Protecting bodies, protecting rights: Panel at CSW focuses on women’s legal and customary rights worldwide


NEW YORK, March 15, 2017 – ACT Alliance and the UNFPA hosted a side event at the 61st Commission on the Status of Women. The event “Protecting bodies, protecting rights – Religious and customary law enabling economic empowerment” explored the gap between women’s legal rights and their ability as individuals to claim them.

Women march together in celebration of International Women's Day on March 8, 2016, in Dhawa, a village in the Gorkha District of Nepal. The banner reads, "106th International Women's Day" and "Implement the Constitution and Guarantee Women's Rights." Photo: Paul Jeffrey
Women march together in celebration of International Women’s Day on March 8, 2016, in Dhawa, a village in the Gorkha District of Nepal.

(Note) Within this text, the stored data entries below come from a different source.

//! Run scopes forming a tree of nested performances.
//!
//! A [`RecyclingContext`] binds a [`SoundScope`] to a parent context and maps
//! each line of the scoped audio to the [`Recycling`] that run reads from.
//! A note-on under a sequencer run creates a child context of the
//! sequencer's context; ending the sequencer ends every child.
//!
//! Parents own their children (`Arc`), children point back with `Weak`.

use crate::id::next_id;
use crate::recycling::Recycling;
use parking_lot::Mutex;
use serde::{Deserialize, Serialize};
use std::sync::{Arc, Weak};

/// The kind of performance a run belongs to.
#[derive(Debug, Clone, Copy, PartialEq, Eq, Hash, Serialize, Deserialize)]
#[serde(rename_all = "lowercase")]
pub enum SoundScope {
    /// Live playback of a single line.
    Playback,
    /// Pattern sequencer.
    Sequencer,
    /// Piano-roll notation.
    Notation,
    /// Audio region (wave) playback.
    Wave,
    /// Incoming MIDI.
    Midi,
}

impl SoundScope {
    /// All scopes, in declaration order.
    pub const ALL: [SoundScope; 5] = [
        SoundScope::Playback,
        SoundScope::Sequencer,
        SoundScope::Notation,
        SoundScope::Wave,
        SoundScope::Midi,
    ];

    /// Lowercase name.
    pub const fn name(self) -> &'static str {
        match self {
            SoundScope::Playback => "playback",
            SoundScope::Sequencer => "sequencer",
            SoundScope::Notation => "notation",
            SoundScope::Wave => "wave",
            SoundScope::Midi => "midi",
        }
    }
}

/// A scope token in the run tree.
#[derive(Debug)]
pub struct RecyclingContext {
    id: u64,
    sound_scope: SoundScope,
    parent: Mutex<Weak<RecyclingContext>>,
    children: Mutex<Vec<Arc<RecyclingContext>>>,
    recyclings: Mutex<Vec<Option<Arc<Recycling>>>>,
}

impl RecyclingContext {
    /// Create a root context with `length` line slots.
    pub fn new(sound_scope: SoundScope, length: usize) -> Arc<Self> {
        Arc::new(Self {
            id: next_id(),
            sound_scope,
            parent: Mutex::new(Weak::new()),
            children: Mutex::new(Vec::new()),
            recyclings: Mutex::new(vec![None; length]),
        })
    }

    /// Create a context nested under `parent`.
    pub fn new_child(parent: &Arc<Self>, sound_scope: SoundScope, length: usize) -> Arc<Self> {
        let child = Self::new(sound_scope, length);
        Self::add_child(parent, &child);
        child
    }

    /// Attach `child` under `parent`, detaching it from any previous parent.
    pub fn add_child(parent: &Arc<Self>, child: &Arc<Self>) {
        if let Some(old) = child.parent() {
            old.remove_child(child);
        }
        *child.parent.lock() = Arc::downgrade(parent);
        parent.children.lock().push(Arc::clone(child));
    }

    /// Detach `child`. Returns whether it was a child of `self`.
    pub fn remove_child(&self, child: &Arc<Self>) -> bool {
        let mut children = self.children.lock();
        let before = children.len();
        children.retain(|c| !Arc::ptr_eq(c, child));
        let removed = children.len() != before;
        drop(children);
        if removed {
            *child.parent.lock() = Weak::new();
        }
        removed
    }

    /// Identifier used in logs.
    pub fn id(&self) -> u64 {
        self.id
    }

    /// The scope this context runs under.
    pub fn sound_scope(&self) -> SoundScope {
        self.sound_scope
    }

    /// Parent context, if still alive.
    pub fn parent(&self) -> Option<Arc<Self>> {
        self.parent.lock().upgrade()
    }

    /// Snapshot of the child contexts.
    pub fn children(&self) -> Vec<Arc<Self>> {
        self.children.lock().clone()
    }

    /// Parent chain, nearest first, ending at the root.
    pub fn ancestors(&self) -> Vec<Arc<Self>> {
        let mut chain = Vec::new();
        let mut current = self.parent();
        while let Some(ctx) = current {
            current = ctx.parent();
            chain.push(ctx);
        }
        chain
    }

    /// The root of this context's tree.
    pub fn root(self: &Arc<Self>) -> Arc<Self> {
        self.ancestors().pop().unwrap_or_else(|| Arc::clone(self))
    }

    /// Whether `other` is `self` or one of its ancestors.
    pub fn is_within(self: &Arc<Self>, other: &Arc<Self>) -> bool {
        Arc::ptr_eq(self, other) || self.ancestors().iter().any(|a| Arc::ptr_eq(a, other))
    }

    /// Nearest context (self first, then ancestors) running under `scope`.
    pub fn find_scope(self: &Arc<Self>, scope: SoundScope) -> Option<Arc<Self>> {
        if self.sound_scope == scope {
            return Some(Arc::clone(self));
        }
        self.ancestors().into_iter().find(|c| c.sound_scope == scope)
    }

    /// Number of line slots.
    pub fn length(&self) -> usize {
        self.recyclings.lock().len()
    }

    /// The recycling mapped to `line`.
    pub fn get_recycling(&self, line: usize) -> Option<Arc<Recycling>> {
        self.recyclings.lock().get(line).cloned().flatten()
    }

    /// Map `line` to `recycling`, growing the slot table if needed.
    pub fn replace(&self, recycling: Option<Arc<Recycling>>, line: usize) {
        let mut recyclings = self.recyclings.lock();
        if line >= recyclings.len() {
            recyclings.resize(line + 1, None);
        }
        recyclings[line] = recycling;
    }

    /// Line the given recycling is mapped to.
    pub fn find_recycling(&self, recycling: &Arc<Recycling>) -> Option<usize> {
        self.recyclings
            .lock()
            .iter()
            .position(|r| r.as_ref().is_some_and(|r| Arc::ptr_eq(r, recycling)))
    }

    /// Resize the slot table, dropping mappings past the new length.
    pub fn resize(&self, length: usize) {
        self.recyclings.lock().resize(length, None);
    }

    /// End this run: detach and finish every child, then clear the line table.
    pub fn finish(&self) {
        let children = std::mem::take(&mut *self.children.lock());
        for child in children {
            *child.parent.lock() = Weak::new();
            child.finish();
        }
        self.recyclings.lock().iter_mut().for_each(|r| *r = None);
        tracing::debug!(context = self.id, scope = self.sound_scope.name(), "recycling context finished");
    }
}

#[cfg(test)]
mod tests {
    use super::*;

    #[test]
    fn test_child_links_both_ways() {
        let root = RecyclingContext::new(SoundScope::Sequencer, 2);
        let child = RecyclingContext::new_child(&root, SoundScope::Notation, 2);
        assert!(Arc::ptr_eq(&child.parent().unwrap(), &root));
        assert_eq!(root.children().len(), 1);
    }

    #[test]
    fn test_root_and_ancestors() {
        let root = RecyclingContext::new(SoundScope::Playback, 1);
        let mid = RecyclingContext::new_child(&root, SoundScope::Sequencer, 1);
        let leaf = RecyclingContext::new_child(&mid, SoundScope::Notation, 1);
        let chain = leaf.ancestors();
        assert_eq!(chain.len(), 2);
        assert!(Arc::ptr_eq(&chain[0], &mid));
        assert!(Arc::ptr_eq(&leaf.root(), &root));
        assert!(leaf.is_within(&root));
        assert!(!root.is_within(&leaf));
    }

    #[test]
    fn test_find_scope_walks_up() {
        let root = RecyclingContext::new(SoundScope::Sequencer, 1);
        let leaf = RecyclingContext::new_child(&root, SoundScope::Midi, 1);
        let found = leaf.find_scope(SoundScope::Sequencer).unwrap();
        assert!(Arc::ptr_eq(&found, &root));
        assert!(leaf.find_scope(SoundScope::Wave).is_none());
    }

    #[test]
    fn test_reparent_moves_child() {
        let a = RecyclingContext::new(SoundScope::Playback, 1);
        let b = RecyclingContext::new(SoundScope::Playback, 1);
        let child = RecyclingContext::new_child(&a, SoundScope::Notation, 1);
        RecyclingContext::add_child(&b, &child);
        assert!(a.children().is_empty());
        assert!(Arc::ptr_eq(&child.parent().unwrap(), &b));
    }

    #[test]
    fn test_finish_detaches_children() {
        let root = RecyclingContext::new(SoundScope::Sequencer, 1);
        let child = RecyclingContext::new_child(&root, SoundScope::Notation, 1);
        let grandchild = RecyclingContext::new_child(&child, SoundScope::Notation, 1);
        root.finish();
        assert!(root.children().is_empty());
        assert!(child.parent().is_none());
        assert!(grandchild.parent().is_none());
    }

    #[test]
    fn test_replace_grows_table() {
        let ctx = RecyclingContext::new(SoundScope::Wave, 1);
        let recycling = Recycling::new();
        ctx.replace(Some(Arc::clone(&recycling)), 3);
        assert_eq!(ctx.length(), 4);
        assert_eq!(ctx.find_recycling(&recycling), Some(3));
        assert!(ctx.get_recycling(0).is_none());
    }
}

The banner reads, “106th International Women’s Day” and “Implement the Constitution and Guarantee Women’s Rights.” Photo: Paul Jeffrey


Parallel legal systems exist in many countries based on custom or religion which impact upon women’s legal rights and economic empowerment. Child marriage, for instance, which is often accepted in many customary law practices, hinders education and sexual and reproductive health and rights of women and girls.

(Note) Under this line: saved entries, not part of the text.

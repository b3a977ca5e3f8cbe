//! Cadence MIDI - byte codec for MIDI streams and standard MIDI files
//!
//! # Core Abstractions
//!
//! - [`MidiMessage`] - Channel voice, system common, realtime and meta messages
//! - [`Framing`] - Live wire bytes versus `MTrk` track data
//! - [`Smf`], [`Header`], [`Track`] - Standard MIDI file chunks
//! - [`SeqEvent`] - Timestamped sequencer-style events
//! - [`read_varlen`], [`write_varlen`] - Variable-length quantities
//!
//! # Example
//!
//! ```rust
//! use cadence_midi::{Framing, MidiMessage, Smf, Track};
//!
//! let mut track = Track::default();
//! track.push(0, MidiMessage::NoteOn { channel: 0, key: 60, velocity: 100 });
//! track.push(96, MidiMessage::NoteOff { channel: 0, key: 60, velocity: 0 });
//!
//! let mut smf = Smf::new(0, 96);
//! smf.tracks.push(track);
//! let bytes = smf.to_bytes().unwrap();
//! assert_eq!(Smf::parse(&bytes).unwrap().tracks[0].events.len(), 3);
//! ```

pub mod error;
pub mod message;
pub mod seq;
pub mod smf;
pub mod varlen;

pub use error::{MidiError, Result};
pub use message::{Framing, MetaEvent, MidiMessage};
pub use seq::{SeqEvent, SeqEventKind, events_to_track, track_events};
pub use smf::{Header, Smf, Track, TrackEvent};
pub use varlen::{VARLEN_MAX, read_varlen, varlen_size, write_varlen};

/// Decode a buffer of live MIDI bytes, keeping running status across messages.
///
/// Decoding stops at the first malformed message; everything before it is
/// returned along with the error.
pub fn decode_live(bytes: &[u8]) -> (Vec<MidiMessage>, Option<MidiError>) {
    let mut messages = Vec::new();
    let mut running = None;
    let mut pos = 0;
    while pos < bytes.len() {
        match MidiMessage::decode(bytes, pos, &mut running, Framing::Live) {
            Ok((message, n)) => {
                messages.push(message);
                pos += n;
            }
            Err(err) => return (messages, Some(err)),
        }
    }
    (messages, None)
}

The panel was composed of experts from around the world on religious law, women’s and girls’ health and gender equality. Dr. Azza Karam, director of the UN Interagency Taskforce on Religion and Development, and Senior Advisor to the UN Population Fund (UNFPA) moderated the session held at the UNFPA headquarters.

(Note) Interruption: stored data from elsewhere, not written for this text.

//! Step counting and loop handling.

use super::FxDelay;
use crate::signal::{port_bool, port_u64, set_port};
use cadence_core::{
    Port, PortValue, Recall, RecallBehavior, RecallDependency, RecallKind, Result, SoundScope,
};
use std::sync::Arc;

/// Beat counter recall.
///
/// On every delay step after the first it advances one counter: the
/// notation counter for notation runs, the sequencer counter otherwise.
/// Reaching the loop end wraps to zero when looping is on. Without looping
/// the run ends there: count-beats and its delay finish.
#[derive(Debug, Clone)]
pub struct FxCountBeats {
    first_step: bool,
}

impl Default for FxCountBeats {
    fn default() -> Self {
        Self { first_step: true }
    }
}

/// Ports of one counter.
struct Counter {
    counter: &'static str,
    looping: &'static str,
    loop_end: &'static str,
    default_end: u64,
}

impl FxCountBeats {
    /// Name dependents refer to.
    pub const NAME: &'static str = "count-beats";
    /// Port enabling the sequencer loop.
    pub const SEQUENCER_LOOP: &'static str = "sequencer-loop";
    /// Port holding the sequencer loop length in steps.
    pub const SEQUENCER_LOOP_END: &'static str = "sequencer-loop-end";
    /// Port enabling the notation loop.
    pub const NOTATION_LOOP: &'static str = "notation-loop";
    /// Port holding the notation loop length in steps.
    pub const NOTATION_LOOP_END: &'static str = "notation-loop-end";
    /// Per-instance sequencer step.
    pub const SEQUENCER_COUNTER: &'static str = "sequencer-counter";
    /// Per-instance notation step.
    pub const NOTATION_COUNTER: &'static str = "notation-counter";

    const SEQUENCER: Counter = Counter {
        counter: Self::SEQUENCER_COUNTER,
        looping: Self::SEQUENCER_LOOP,
        loop_end: Self::SEQUENCER_LOOP_END,
        default_end: 16,
    };
    const NOTATION: Counter = Counter {
        counter: Self::NOTATION_COUNTER,
        looping: Self::NOTATION_LOOP,
        loop_end: Self::NOTATION_LOOP_END,
        default_end: 64,
    };

    /// Audio-level template counting 16 sequencer and 64 notation steps.
    pub fn template(looping: bool) -> Arc<Recall> {
        Recall::builder(Self::NAME, RecallKind::Audio)
            .port(Port::new(Self::SEQUENCER_LOOP, PortValue::Bool(looping)))
            .port(Port::new(Self::SEQUENCER_LOOP_END, PortValue::Uint(16)).with_range(1.0, 65536.0))
            .port(Port::new(Self::NOTATION_LOOP, PortValue::Bool(looping)))
            .port(Port::new(Self::NOTATION_LOOP_END, PortValue::Uint(64)).with_range(1.0, 65536.0))
            .local_port(Port::new(Self::SEQUENCER_COUNTER, PortValue::Uint(0)))
            .local_port(Port::new(Self::NOTATION_COUNTER, PortValue::Uint(0)))
            .dependency(RecallDependency::required(FxDelay::NAME))
            .behavior(FxCountBeats::default())
            .build()
    }

    /// Current sequencer step of a count-beats instance.
    pub fn sequencer_step(count_beats: &Recall) -> u64 {
        port_u64(count_beats, Self::SEQUENCER_COUNTER, 0)
    }

    /// Current notation step of a count-beats instance.
    pub fn notation_step(count_beats: &Recall) -> u64 {
        port_u64(count_beats, Self::NOTATION_COUNTER, 0)
    }

    /// Advance `counter`; returns whether a non-looping counter ran out.
    fn advance(recall: &Recall, counter: &Counter) -> Result<bool> {
        let value = port_u64(recall, counter.counter, 0);
        let end = port_u64(recall, counter.loop_end, counter.default_end).max(1);
        if value + 1 < end {
            set_port(recall, counter.counter, PortValue::Uint(value + 1))?;
            return Ok(false);
        }
        set_port(recall, counter.counter, PortValue::Uint(0))?;
        Ok(!port_bool(recall, counter.looping))
    }
}

impl RecallBehavior for FxCountBeats {
    fn duplicate(&self) -> Box<dyn RecallBehavior> {
        Box::new(FxCountBeats::default())
    }

    fn run_pre(&mut self, recall: &Recall) -> Result<()> {
        let Some(delay) = recall.dependency(FxDelay::NAME) else {
            recall.done();
            return Ok(());
        };
        if !FxDelay::is_step(&delay) {
            return Ok(());
        }
        if self.first_step {
            self.first_step = false;
            return Ok(());
        }

        let counter = match recall.recall_id().map(|id| id.sound_scope()) {
            Some(SoundScope::Notation) => &Self::NOTATION,
            _ => &Self::SEQUENCER,
        };
        if Self::advance(recall, counter)? {
            tracing::debug!(counter = counter.counter, "loop end reached, run finished");
            recall.done();
            delay.done();
        }
        Ok(())
    }
}

#[cfg(test)]
mod tests {
    use super::*;
    use cadence_core::{RecallId, RecyclingContext};

    struct Run {
        delay: Arc<Recall>,
        count_beats: Arc<Recall>,
    }

    impl Run {
        fn new(scope: SoundScope, delay: f64, looping: bool, end: u64) -> Self {
            let id = RecallId::new(&RecyclingContext::new(scope, 1));
            let delay = FxDelay::template(delay).duplicate(&id);
            let count_beats = FxCountBeats::template(looping).duplicate(&id);
            for end_port in [FxCountBeats::SEQUENCER_LOOP_END, FxCountBeats::NOTATION_LOOP_END] {
                count_beats.port(end_port).unwrap().set(PortValue::Uint(end)).unwrap();
            }
            count_beats
                .resolve_dependencies(&[Arc::clone(&delay), Arc::clone(&count_beats)])
                .unwrap();
            Self { delay, count_beats }
        }

        fn tic(&self) {
            for recall in [&self.delay, &self.count_beats] {
                recall.run_tic().unwrap();
            }
        }
    }

    #[test]
    fn counts_one_per_step() {
        let run = Run::new(SoundScope::Sequencer, 2.0, true, 16);
        let mut seen = Vec::new();
        for _ in 0..8 {
            run.tic();
            seen.push(FxCountBeats::sequencer_step(&run.count_beats));
        }
        assert_eq!(seen, vec![0, 0, 1, 1, 2, 2, 3, 3]);
        assert_eq!(FxCountBeats::notation_step(&run.count_beats), 0);
    }

    #[test]
    fn looping_wraps_at_end() {
        let run = Run::new(SoundScope::Sequencer, 1.0, true, 3);
        let seen: Vec<u64> = (0..7)
            .map(|_| {
                run.tic();
                FxCountBeats::sequencer_step(&run.count_beats)
            })
            .collect();
        assert_eq!(seen, vec![0, 1, 2, 0, 1, 2, 0]);
        assert!(!run.count_beats.is_done());
    }

    #[test]
    fn without_loop_run_ends_after_last_step() {
        let run = Run::new(SoundScope::Sequencer, 1.0, false, 4);
        for _ in 0..4 {
            run.tic();
            assert!(!run.count_beats.is_done());
        }
        assert_eq!(FxCountBeats::sequencer_step(&run.count_beats), 3);
        run.tic();
        assert!(run.count_beats.is_done());
        assert!(run.delay.is_done());
    }

    #[test]
    fn notation_runs_use_notation_counter() {
        let run = Run::new(SoundScope::Notation, 1.0, false, 8);
        for _ in 0..3 {
            run.tic();
        }
        assert_eq!(FxCountBeats::notation_step(&run.count_beats), 2);
        assert_eq!(FxCountBeats::sequencer_step(&run.count_beats), 0);
    }

    #[test]
    fn missing_delay_abandons_instance() {
        let id = RecallId::new(&RecyclingContext::new(SoundScope::Sequencer, 1));
        let count_beats = FxCountBeats::template(true).duplicate(&id);
        assert!(count_beats.resolve_dependencies(&[]).is_err());
        assert!(count_beats.is_done());
    }
}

Åsa Regner, Sweden’s Minister for Gender Equality, Children and the Elderly said that “gender equality preconditions a welfare state and vice versa, they are inseparable.” In Sweden, the government through its emphasis on individual social security, and individual taxation as well as individual parental leave, puts the individual at the centre of the welfare state and not the family as a unit. Regner, who previously served as country director for UN Women in Bolivia, stressed that “women and girls are actors in their own settings, not victims”.

Commenting on how national constitutions are increasingly likely to guarantee gender equality, but many also recognize the authority of parallel legal systems based on custom or religion, Dr. Marwa Sharafeldin, from Musawah, defended that gender equality is very much possible from within a faith narrative, but there are still many challenges at stake. “We should not be bullied by those who use religion to justify oppression against women. We should not accept that religion is used that way”, she said.

“Religion is not really the problem. The real problem is the political will of the state and of policy makers who decide which religious speech fits the law approved by them and which one they ignore”, added Sharafeldin.

For Rev. Dr. Gunilla Hallonsten, ACT Alliance Senior Advisor on Gender, one of the key issues that is the debate on gender and human rights in relation to the interpretation of religious texts. “Customary norms are being confused as the interpretation of religious texts” said Rev Dr Hallonsten.

ACT emphasizes a progressive engagement with the parallel legal systems and interpretations of religious narratives is crucial for ensuring women’s and girls’ economic empowerment, diluting and eliminating the patriarchal perspectives within those systems. “Patriarchy is within our religions, and we need to recognize this fact”, stressed Rev. Dr. Hallonsten.

Dr. Azza Karam, argued that the ACT Alliance is a bridge between the progressive secular feminist discourse and the progressive faith based feminist discourse.

ACT and UNFPA are pleased to have been able to facilitate this discussion. We see this as the beginning of a larger conversation culminating in the achievement of rights of women in all spheres.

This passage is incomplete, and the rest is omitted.